TASK BRIEF »
From the entries, return every line where the string "SessionSnapshot" shows up.

##### RECORDED DATA

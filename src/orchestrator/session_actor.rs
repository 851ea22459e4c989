//! 会话任务 - 编排层
//!
//! 唯一持有 `QuizSession` 的 tokio 任务。用户命令和计时器节拍都通过队列进入
//! 同一个任务，按顺序执行，不会交错修改会话状态。

use std::sync::Arc;
use std::time::Duration;

use tokio::sync::{mpsc, oneshot};
use tracing::{debug, info};

use crate::config::Config;
use crate::error::{AppError, AppResult};
use crate::infrastructure::{IntervalTimer, TimerTick};
use crate::models::QuizCatalog;
use crate::workflow::{QuestionResult, QuizSession, SessionEvent, SessionSnapshot};

const COMMAND_BUFFER: usize = 32;

enum Command {
    Start {
        name: String,
        catalog: Arc<QuizCatalog>,
        duration_secs: u32,
        reply: oneshot::Sender<AppResult<()>>,
    },
    Answer {
        option_index: usize,
        reply: oneshot::Sender<AppResult<()>>,
    },
    Restart {
        reply: oneshot::Sender<()>,
    },
    Score {
        reply: oneshot::Sender<usize>,
    },
    Snapshot {
        reply: oneshot::Sender<SessionSnapshot>,
    },
    Results {
        reply: oneshot::Sender<Vec<QuestionResult>>,
    },
}

/// 会话句柄
///
/// 可以克隆；所有句柄都被丢弃后会话任务结束，计时器随之停止。
#[derive(Clone)]
pub struct SessionHandle {
    commands: mpsc::Sender<Command>,
}

/// 启动会话任务
///
/// # 返回
/// 会话句柄和事件接收端
pub fn spawn_session(config: &Config) -> (SessionHandle, mpsc::UnboundedReceiver<SessionEvent>) {
    let (command_tx, command_rx) = mpsc::channel(COMMAND_BUFFER);
    let (event_tx, event_rx) = mpsc::unbounded_channel();
    let (tick_tx, tick_rx) = mpsc::unbounded_channel();

    let timer = IntervalTimer::new(Duration::from_millis(config.tick_interval_ms), tick_tx);
    let session = QuizSession::new(timer, config.timer_scope);

    let actor = SessionActor {
        session,
        commands: command_rx,
        ticks: tick_rx,
        events: event_tx,
    };
    tokio::spawn(actor.run());

    (SessionHandle { commands: command_tx }, event_rx)
}

impl SessionHandle {
    /// 开始测验
    pub async fn start(
        &self,
        name: impl Into<String>,
        catalog: Arc<QuizCatalog>,
        duration_secs: u32,
    ) -> AppResult<()> {
        let name = name.into();
        self.request(|reply| Command::Start {
            name,
            catalog,
            duration_secs,
            reply,
        })
        .await?
    }

    /// 作答当前题目
    pub async fn answer(&self, option_index: usize) -> AppResult<()> {
        self.request(|reply| Command::Answer {
            option_index,
            reply,
        })
        .await?
    }

    /// 重新开始
    pub async fn restart(&self) -> AppResult<()> {
        self.request(|reply| Command::Restart { reply }).await
    }

    pub async fn score(&self) -> AppResult<usize> {
        self.request(|reply| Command::Score { reply }).await
    }

    pub async fn snapshot(&self) -> AppResult<SessionSnapshot> {
        self.request(|reply| Command::Snapshot { reply }).await
    }

    pub async fn results(&self) -> AppResult<Vec<QuestionResult>> {
        self.request(|reply| Command::Results { reply }).await
    }

    async fn request<R>(&self, build: impl FnOnce(oneshot::Sender<R>) -> Command) -> AppResult<R> {
        let (reply_tx, reply_rx) = oneshot::channel();
        self.commands
            .send(build(reply_tx))
            .await
            .map_err(|_| AppError::SessionClosed)?;
        reply_rx.await.map_err(|_| AppError::SessionClosed)
    }
}

struct SessionActor {
    session: QuizSession<IntervalTimer>,
    commands: mpsc::Receiver<Command>,
    ticks: mpsc::UnboundedReceiver<TimerTick>,
    events: mpsc::UnboundedSender<SessionEvent>,
}

impl SessionActor {
    async fn run(mut self) {
        debug!("会话任务已启动");
        loop {
            tokio::select! {
                biased;
                command = self.commands.recv() => match command {
                    Some(command) => self.handle(command),
                    None => break,
                },
                Some(tick) = self.ticks.recv() => {
                    let events = self.session.on_timer_tick(tick);
                    self.emit(events);
                }
            }
        }
        self.session.restart();
        info!("会话任务已结束");
    }

    fn handle(&mut self, command: Command) {
        // 调用方可能已放弃等待回复，发送失败可以忽略
        match command {
            Command::Start {
                name,
                catalog,
                duration_secs,
                reply,
            } => {
                let result = self
                    .session
                    .start(&name, catalog, duration_secs)
                    .map(|events| self.emit(events));
                let _ = reply.send(result);
            }
            Command::Answer {
                option_index,
                reply,
            } => {
                let result = self
                    .session
                    .answer(option_index)
                    .map(|events| self.emit(events));
                let _ = reply.send(result);
            }
            Command::Restart { reply } => {
                self.session.restart();
                let _ = reply.send(());
            }
            Command::Score { reply } => {
                let _ = reply.send(self.session.score());
            }
            Command::Snapshot { reply } => {
                let _ = reply.send(self.session.snapshot());
            }
            Command::Results { reply } => {
                let _ = reply.send(self.session.results());
            }
        }
    }

    fn emit(&self, events: Vec<SessionEvent>) {
        for event in events {
            if self.events.send(event).is_err() {
                debug!("事件接收端已关闭，丢弃事件");
            }
        }
    }
}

##########

RESPONSE AREA »
use crate::workflow::{QuestionResult, QuizSession, SessionEvent, SessionSnapshot};
        reply: oneshot::Sender<SessionSnapshot>,
    pub async fn snapshot(&self) -> AppResult<SessionSnapshot> {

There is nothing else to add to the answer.